To do: What you return must be every line from the beginning of the data through the line holding "use crate::Result;", unchanged.

Data for analysis:
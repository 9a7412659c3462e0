//! Index layer: unique-key indexes used by both base tables and the
//! transaction-local staging area.

pub mod unique;

pub use unique::UniqueIndex;

use crate::types::RowId;
use crate::Result;

/// Capability interface a concrete index type must provide.
///
/// Both a base table's unique indexes and a transaction's shadow indexes
/// (see [`crate::storage::local::index_set`]) implement this trait, so the
/// flush protocol can treat them uniformly.
pub trait KeyIndex: Send + Sync {
    /// Whether this index enforces uniqueness across its key.
    fn is_unique(&self) -> bool;

    /// Insert `key -> row_id`. Returns `Ok(false)` without mutating the
    /// index when `is_unique()` and `key` already maps to a different row.
    fn insert(&mut self, key: Vec<u8>, row_id: RowId) -> Result<bool>;

    /// Remove the `(key, row_id)` entry, if present.
    fn remove(&mut self, key: &[u8], row_id: RowId);

    /// Enumerate every `(key, row_id)` pair currently indexed.
    fn scan(&self) -> Vec<(Vec<u8>, RowId)>;

    /// Number of indexed entries.
    fn len(&self) -> usize;

    fn is_empty(&self) -> bool {
        self.len() == 0
    }
}
//! Core data types for the storage engine

mod timestamp;
mod table;

pub use timestamp::Timestamp;
pub use table::{TableSchema, ColumnDef, ColumnType, IndexDef, Column};

use serde::{Deserialize, Serialize};

/// Unified value type for row columns
#[derive(Debug, Clone, Serialize, Deserialize, PartialEq)]
pub enum Value {
    /// Integer value
    Integer(i64),

    /// Floating point value
    Float(f64),

    /// Boolean value
    Bool(bool),

    /// Text string
    Text(String),

    /// Timestamp data
    Timestamp(Timestamp),

    /// Null value
    Null,
}

impl PartialOrd for Value {
    fn partial_cmp(&self, other: &Self) -> Option<std::cmp::Ordering> {
        match (self, other) {
            (Value::Integer(a), Value::Integer(b)) => a.partial_cmp(b),
            (Value::Float(a), Value::Float(b)) => a.partial_cmp(b),
            (Value::Text(a), Value::Text(b)) => a.partial_cmp(b),
            (Value::Bool(a), Value::Bool(b)) => a.partial_cmp(b),
            (Value::Timestamp(a), Value::Timestamp(b)) => a.partial_cmp(b),
            (Value::Integer(a), Value::Float(b)) => (*a as f64).partial_cmp(b),
            (Value::Float(a), Value::Integer(b)) => a.partial_cmp(&(*b as f64)),
            _ => None,
        }
    }
}

/// A row contains multiple values, ordered by column position.
pub type Row = Vec<Value>;

/// Row identifier, unique within a table.
pub type RowId = u64;

/// Partition identifier for parallel writes.
pub type PartitionId = u8;

/// Sentinel separating committed row identifiers from transaction-local ones.
///
/// Identifiers strictly below this boundary are assigned by a base table;
/// identifiers at or above it are assigned by a transaction's staging
/// collection. The index layer relies on this disjointness to tell staged
/// rows apart from committed ones without consulting transaction state.
pub const MAX_ROW_ID: RowId = 1 << 62;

Task answer:
repository 9a7412659c3462e0
//! Index layer: unique-key indexes used by both base tables and the
//! transaction-local staging area.

pub mod unique;

pub use unique::UniqueIndex;

use crate::types::RowId;
use crate::Result;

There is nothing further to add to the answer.